-- Records for this exercise follows --

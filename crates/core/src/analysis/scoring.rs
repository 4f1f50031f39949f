use crate::domain::metrics::DerivedMetrics;
use crate::domain::recommendation::{Recommendation, RecommendationLabel};

/// Score contribution of a single rule and the reason it fired, if any.
#[derive(Debug, Clone, PartialEq)]
pub struct RuleOutcome {
    pub delta: i32,
    pub reason: Option<String>,
}

impl RuleOutcome {
    fn scored(delta: i32, reason: impl Into<String>) -> Self {
        Self {
            delta,
            reason: Some(reason.into()),
        }
    }

    fn neutral() -> Self {
        Self {
            delta: 0,
            reason: None,
        }
    }
}

pub type Rule = fn(&DerivedMetrics) -> RuleOutcome;

/// Evaluation order is the order of `reasons` in the output.
pub const RULES: [Rule; 5] = [
    sharpe_rule,
    return_rule,
    volatility_rule,
    pe_rule,
    dividend_rule,
];

pub fn recommend(metrics: &DerivedMetrics) -> Recommendation {
    let mut score = 0;
    let mut reasons = Vec::with_capacity(RULES.len());

    for rule in RULES {
        let outcome = rule(metrics);
        score += outcome.delta;
        reasons.extend(outcome.reason);
    }

    let label = RecommendationLabel::from_score(score);
    Recommendation {
        recommendation: label,
        description: label.description().to_string(),
        score,
        reasons,
    }
}

pub fn sharpe_rule(m: &DerivedMetrics) -> RuleOutcome {
    if m.sharpe_ratio > 0.5 {
        RuleOutcome::scored(3, "Good risk-adjusted returns (Sharpe Ratio > 0.5)")
    } else if m.sharpe_ratio > 0.0 {
        RuleOutcome::scored(1, "Moderate risk-adjusted returns")
    } else {
        RuleOutcome::scored(-2, "Poor risk-adjusted returns")
    }
}

pub fn return_rule(m: &DerivedMetrics) -> RuleOutcome {
    if m.annual_return > 25.0 {
        RuleOutcome::scored(3, "Strong annual returns (> 25%)")
    } else if m.annual_return > 15.0 {
        RuleOutcome::scored(2, "Good annual returns (15-25%)")
    } else if m.annual_return > 10.0 {
        RuleOutcome::scored(1, "Moderate annual returns (10-15%)")
    } else {
        RuleOutcome::scored(-1, "Low annual returns (< 10%)")
    }
}

pub fn volatility_rule(m: &DerivedMetrics) -> RuleOutcome {
    if m.volatility < 20.0 {
        RuleOutcome::scored(2, "Low volatility (< 20%) - Stable investment")
    } else if m.volatility < 30.0 {
        RuleOutcome::scored(1, "Moderate volatility (20-30%)")
    } else {
        RuleOutcome::scored(-1, "High volatility (> 30%) - Higher risk")
    }
}

/// 20..=50 is neutral and adds no reason.
pub fn pe_rule(m: &DerivedMetrics) -> RuleOutcome {
    if m.pe_ratio < 20.0 {
        RuleOutcome::scored(1, "Favorable P/E ratio (< 20) - Potentially undervalued")
    } else if m.pe_ratio > 50.0 {
        RuleOutcome::scored(-1, "High P/E ratio (> 50) - Potentially overvalued")
    } else {
        RuleOutcome::neutral()
    }
}

pub fn dividend_rule(m: &DerivedMetrics) -> RuleOutcome {
    if m.dividend_yield > 2.0 {
        RuleOutcome::scored(
            1,
            format!("Good dividend yield ({}%)", format_number(m.dividend_yield)),
        )
    } else {
        RuleOutcome::neutral()
    }
}

/// Whole numbers keep one decimal place ("3.0"), everything else uses the shortest form.
fn format_number(v: f64) -> String {
    if v.fract() == 0.0 {
        format!("{v:.1}")
    } else {
        v.to_string()
    }
}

-- Records for this exercise concluded --

*Required work:* Above are the entries; return each one exactly.

*Response area:*
filename crates/core/src/analysis/scoring.rs
repository 4f1f50031f39949f
use crate::domain::metrics::DerivedMetrics;
use crate::domain::recommendation::{Recommendation, RecommendationLabel};

/// Score contribution of a single rule and the reason it fired, if any.
#[derive(Debug, Clone, PartialEq)]
pub struct RuleOutcome {
    pub delta: i32,
    pub reason: Option<String>,
}

impl RuleOutcome {
    fn scored(delta: i32, reason: impl Into<String>) -> Self {
        Self {
            delta,
            reason: Some(reason.into()),
        }
    }

    fn neutral() -> Self {
        Self {
            delta: 0,
            reason: None,
        }
    }
}

pub type Rule = fn(&DerivedMetrics) -> RuleOutcome;

/// Evaluation order is the order of `reasons` in the output.
pub const RULES: [Rule; 5] = [
    sharpe_rule,
    return_rule,
    volatility_rule,
    pe_rule,
    dividend_rule,
];

pub fn recommend(metrics: &DerivedMetrics) -> Recommendation {
    let mut score = 0;
    let mut reasons = Vec::with_capacity(RULES.len());

    for rule in RULES {
        let outcome = rule(metrics);
        score += outcome.delta;
        reasons.extend(outcome.reason);
    }

    let label = RecommendationLabel::from_score(score);
    Recommendation {
        recommendation: label,
        description: label.description().to_string(),
        score,
        reasons,
    }
}

pub fn sharpe_rule(m: &DerivedMetrics) -> RuleOutcome {
    if m.sharpe_ratio > 0.5 {
        RuleOutcome::scored(3, "Good risk-adjusted returns (Sharpe Ratio > 0.5)")
    } else if m.sharpe_ratio > 0.0 {
        RuleOutcome::scored(1, "Moderate risk-adjusted returns")
    } else {
        RuleOutcome::scored(-2, "Poor risk-adjusted returns")
    }
}

pub fn return_rule(m: &DerivedMetrics) -> RuleOutcome {
    if m.annual_return > 25.0 {
        RuleOutcome::scored(3, "Strong annual returns (> 25%)")
    } else if m.annual_return > 15.0 {
        RuleOutcome::scored(2, "Good annual returns (15-25%)")
    } else if m.annual_return > 10.0 {
        RuleOutcome::scored(1, "Moderate annual returns (10-15%)")
    } else {
        RuleOutcome::scored(-1, "Low annual returns (< 10%)")
    }
}

pub fn volatility_rule(m: &DerivedMetrics) -> RuleOutcome {
    if m.volatility < 20.0 {
        RuleOutcome::scored(2, "Low volatility (< 20%) - Stable investment")
    } else if m.volatility < 30.0 {
        RuleOutcome::scored(1, "Moderate volatility (20-30%)")
    } else {
        RuleOutcome::scored(-1, "High volatility (> 30%) - Higher risk")
    }
}

/// 20..=50 is neutral and adds no reason.
pub fn pe_rule(m: &DerivedMetrics) -> RuleOutcome {
    if m.pe_ratio < 20.0 {
        RuleOutcome::scored(1, "Favorable P/E ratio (< 20) - Potentially undervalued")
    } else if m.pe_ratio > 50.0 {
        RuleOutcome::scored(-1, "High P/E ratio (> 50) - Potentially overvalued")
    } else {
        RuleOutcome::neutral()
    }
}

pub fn dividend_rule(m: &DerivedMetrics) -> RuleOutcome {
    if m.dividend_yield > 2.0 {
        RuleOutcome::scored(
            1,
            format!("Good dividend yield ({}%)", format_number(m.dividend_yield)),
        )
    } else {
        RuleOutcome::neutral()
    }
}

/// Whole numbers keep one decimal place ("3.0"), everything else uses the shortest form.
fn format_number(v: f64) -> String {
    if v.fract() == 0.0 {
        format!("{v:.1}")
    } else {
        v.to_string()
    }
}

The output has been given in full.